Given data:
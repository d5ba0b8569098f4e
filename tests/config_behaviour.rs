// tests/config_behaviour.rs

use std::io::Write;
use std::time::Duration;

use tempfile::NamedTempFile;

use pipedag::config::load_and_validate;
use pipedag::dag::Planner;
use pipedag::registry::FrozenRegistry;

#[test]
fn full_config_round_trips_defaults_and_values() {
    let mut file = NamedTempFile::new().unwrap();
    write!(
        file,
        r#"
[pool.db]
capacity = 2

[task.load]
cmd = "echo load"
pool = "db"

[task.transform]
cmd = "echo transform"
deps = ["load"]
pool = "db"
retry = {{ max_attempts = 3, delay_ms = 250 }}

[selection.nightly]
tasks = ["transform"]
"#
    )
    .unwrap();

    let cfg = load_and_validate(file.path()).unwrap();

    assert_eq!(cfg.pool["db"].capacity, 2);
    assert_eq!(cfg.task.len(), 2);

    let load = &cfg.task["load"];
    assert!(load.deps.is_empty());
    assert_eq!(load.pool.as_deref(), Some("db"));
    assert!(load.retry.is_none());

    let transform = &cfg.task["transform"];
    assert_eq!(transform.deps, vec!["load"]);

    let retry = transform.retry.as_ref().unwrap();
    assert_eq!(retry.max_attempts, 3);
    assert_eq!(retry.delay_ms, 250);
    // Unset fields fall back to a fixed delay with the default cap.
    assert_eq!(retry.factor, 1.0);
    assert_eq!(retry.max_delay_ms, 60_000);

    let policy = transform.retry_policy().unwrap();
    assert_eq!(policy.max_attempts, 3);
    assert_eq!(policy.delay, Duration::from_millis(250));
    assert_eq!(policy.delay_for(1), Duration::from_millis(250));
    assert_eq!(policy.delay_for(2), Duration::from_millis(250));

    assert_eq!(cfg.selection["nightly"].tasks, vec!["transform"]);
}

#[test]
fn backoff_factor_grows_and_clamps_the_delay() {
    let mut file = NamedTempFile::new().unwrap();
    write!(
        file,
        r#"
[task.flaky]
cmd = "echo flaky"
retry = {{ max_attempts = 5, delay_ms = 100, factor = 2.0, max_delay_ms = 300 }}
"#
    )
    .unwrap();

    let cfg = load_and_validate(file.path()).unwrap();
    let policy = cfg.task["flaky"].retry_policy().unwrap();

    assert_eq!(policy.delay_for(1), Duration::from_millis(100));
    assert_eq!(policy.delay_for(2), Duration::from_millis(200));
    // 400ms exceeds the cap.
    assert_eq!(policy.delay_for(3), Duration::from_millis(300));
    assert_eq!(policy.delay_for(10), Duration::from_millis(300));
}

/// The shipped loan-warehouse pipeline stays loadable and plannable.
#[test]
fn shipped_pipeline_config_plans_end_to_end() {
    let cfg = load_and_validate("Pipedag.toml").unwrap();
    let registry = FrozenRegistry::from_config(&cfg).unwrap();
    let planner = Planner::new(&registry);

    // Planning the extract pulls in the whole warehouse build.
    let plan = planner.plan(&["loan_data_parquet"]).unwrap();

    assert_eq!(plan.order().first().map(String::as_str), Some("raw_loan_data"));
    assert_eq!(
        plan.order().last().map(String::as_str),
        Some("loan_data_parquet")
    );
    assert!(plan.contains("stg_loan_data"));
    assert!(plan.contains("fct_loan_data"));
    assert!(plan.contains("dim_calendar"));
    assert!(plan.contains("dim_borrowers"));
    assert!(plan.contains("dim_loans"));

    // The named jobs from the config resolve to plannable selections.
    for (name, selection) in cfg.selection.iter() {
        let refs: Vec<&str> = selection.tasks.iter().map(String::as_str).collect();
        planner
            .plan(&refs)
            .unwrap_or_else(|e| panic!("selection '{name}' failed to plan: {e}"));
    }
}
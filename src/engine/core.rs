// src/engine/core.rs

//! Pure per-run state machine.
//!
//! `CoreRun` owns the per-task states for one execution of a plan and
//! decides, on each completion event:
//! - which dependents must be skipped (transitively, when a task fails)
//! - which tasks became ready and should be dispatched
//! - whether the run is finished (all plan members terminal)
//!
//! It performs no IO; the async shell in [`super::runtime`] feeds it events
//! and executes the resulting dispatches.

use std::collections::HashMap;

use tracing::{debug, warn};

use crate::dag::ExecutionPlan;
use crate::engine::{DispatchTask, TaskName};
use crate::errors::Result;
use crate::registry::FrozenRegistry;
use crate::retry::RetryPolicy;

/// Per-run state of a task.
#[derive(Debug, Clone, Copy, PartialEq, Eq)]
enum RunState {
    /// Waiting for dependencies to succeed.
    Pending,
    /// Dispatched to the executor.
    Running,
    Succeeded,
    Failed,
    Skipped,
}

impl RunState {
    fn is_terminal(self) -> bool {
        matches!(
            self,
            RunState::Succeeded | RunState::Failed | RunState::Skipped
        )
    }
}

/// Everything the core needs to know about one plan member.
#[derive(Debug, Clone)]
struct TaskEntry {
    name: TaskName,
    cmd: String,
    pool: Option<String>,
    retry: Option<RetryPolicy>,
    /// Direct dependencies; the plan closure guarantees they are members too.
    deps: Vec<TaskName>,
    /// Direct dependents within the plan.
    dependents: Vec<TaskName>,
    state: RunState,
}

/// Decision returned by the core after handling a single event.
#[derive(Debug, Clone, Default)]
pub struct CoreStep {
    /// Tasks that became ready and should go to the executor.
    pub dispatch: Vec<DispatchTask>,
    /// Tasks newly marked as skipped in this step.
    pub newly_skipped: Vec<TaskName>,
    /// Whether every plan member is now terminal.
    pub finished: bool,
}

/// State machine for a single run of an [`ExecutionPlan`].
#[derive(Debug)]
pub struct CoreRun {
    /// Plan order; ready tasks are always collected in this order.
    order: Vec<TaskName>,
    entries: HashMap<TaskName, TaskEntry>,
    aborted: bool,
}

impl CoreRun {
    /// Build the per-run state from a frozen registry and a plan.
    pub fn new(registry: &FrozenRegistry, plan: &ExecutionPlan) -> Result<Self> {
        let mut entries: HashMap<TaskName, TaskEntry> = HashMap::new();

        for name in plan.iter() {
            let task = registry.get(name)?;
            entries.insert(
                name.to_string(),
                TaskEntry {
                    name: task.name.clone(),
                    cmd: task.cmd.clone(),
                    pool: task.pool.clone(),
                    retry: task.retry,
                    deps: task.deps.clone(),
                    dependents: Vec::new(),
                    state: RunState::Pending,
                },
            );
        }

        // Populate dependents within the plan.
        let names: Vec<TaskName> = entries.keys().cloned().collect();
        for name in names {
            let deps = entries
                .get(&name)
                .map(|e| e.deps.clone())
                .unwrap_or_default();
            for dep in deps {
                if let Some(dep_entry) = entries.get_mut(&dep) {
                    dep_entry.dependents.push(name.clone());
                }
            }
        }

        Ok(Self {
            order: plan.order().to_vec(),
            entries,
            aborted: false,
        })
    }

    /// Dispatch the initial ready set (tasks with no dependencies).
    pub fn start(&mut self) -> Vec<DispatchTask> {
        let dispatch = self.collect_ready();
        debug!(ready = dispatch.len(), "run started; dispatching roots");
        dispatch
    }

    /// Whether every plan member has reached a terminal state.
    pub fn is_finished(&self) -> bool {
        self.entries.values().all(|e| e.state.is_terminal())
    }

    /// Handle a completion event for a task.
    pub fn handle_completion(&mut self, task: &str, success: bool) -> CoreStep {
        let mut step = CoreStep::default();

        match self.entries.get_mut(task) {
            Some(entry) => {
                if entry.state != RunState::Running {
                    warn!(
                        task = %task,
                        state = ?entry.state,
                        "completion for task that is not running; ignoring"
                    );
                    step.finished = self.is_finished();
                    return step;
                }

                if success {
                    entry.state = RunState::Succeeded;
                    debug!(task = %task, "task succeeded");
                } else {
                    entry.state = RunState::Failed;
                    warn!(task = %task, "task failed; skipping dependents");
                    step.newly_skipped = self.mark_dependents_skipped(task);
                }
            }
            None => {
                warn!(task = %task, "completion for task outside the plan; ignoring");
                step.finished = self.is_finished();
                return step;
            }
        }

        if !self.aborted {
            step.dispatch = self.collect_ready();
        }
        step.finished = self.is_finished();
        step
    }

    /// Abort the run between tasks: every pending task is skipped; running
    /// tasks are left to finish and report normally.
    pub fn handle_abort(&mut self) -> CoreStep {
        self.aborted = true;

        let mut newly_skipped = Vec::new();
        for name in self.order.clone() {
            if let Some(entry) = self.entries.get_mut(&name) {
                if entry.state == RunState::Pending {
                    entry.state = RunState::Skipped;
                    newly_skipped.push(entry.name.clone());
                }
            }
        }

        warn!(
            skipped = newly_skipped.len(),
            "run aborted; pending tasks skipped"
        );

        CoreStep {
            dispatch: Vec::new(),
            newly_skipped,
            finished: self.is_finished(),
        }
    }

    /// Mark all pending dependents of a failed or skipped task as skipped,
    /// transitively. Dependents cannot be running yet (they wait for every
    /// dependency to succeed), so only pending entries are touched.
    fn mark_dependents_skipped(&mut self, root: &str) -> Vec<TaskName> {
        let mut stack: Vec<TaskName> = self
            .entries
            .get(root)
            .map(|e| e.dependents.clone())
            .unwrap_or_default();

        let mut newly_skipped = Vec::new();

        while let Some(name) = stack.pop() {
            if let Some(entry) = self.entries.get_mut(&name) {
                if entry.state == RunState::Pending {
                    entry.state = RunState::Skipped;
                    debug!(
                        task = %entry.name,
                        "skipping dependent due to upstream failure"
                    );
                    newly_skipped.push(entry.name.clone());
                    stack.extend(entry.dependents.iter().cloned());
                }
            }
        }

        newly_skipped
    }

    /// Collect pending tasks whose dependencies are all succeeded, mark
    /// them running, and return them in plan order.
    fn collect_ready(&mut self) -> Vec<DispatchTask> {
        let candidates: Vec<TaskName> = self
            .order
            .iter()
            .filter(|name| {
                self.entries
                    .get(name.as_str())
                    .is_some_and(|e| e.state == RunState::Pending && self.deps_succeeded(e))
            })
            .cloned()
            .collect();

        let mut ready = Vec::with_capacity(candidates.len());
        for name in candidates {
            if let Some(entry) = self.entries.get_mut(&name) {
                entry.state = RunState::Running;
                debug!(task = %entry.name, "dependencies satisfied; dispatching");
                ready.push(DispatchTask {
                    name: entry.name.clone(),
                    cmd: entry.cmd.clone(),
                    pool: entry.pool.clone(),
                    retry: entry.retry,
                });
            }
        }

        ready
    }

    fn deps_succeeded(&self, entry: &TaskEntry) -> bool {
        entry.deps.iter().all(|dep| {
            self.entries
                .get(dep)
                .is_some_and(|d| d.state == RunState::Succeeded)
        })
    }
}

What is expected: Only a number is wanted here. How many lines in the material contain "cloned"?

Task output: 3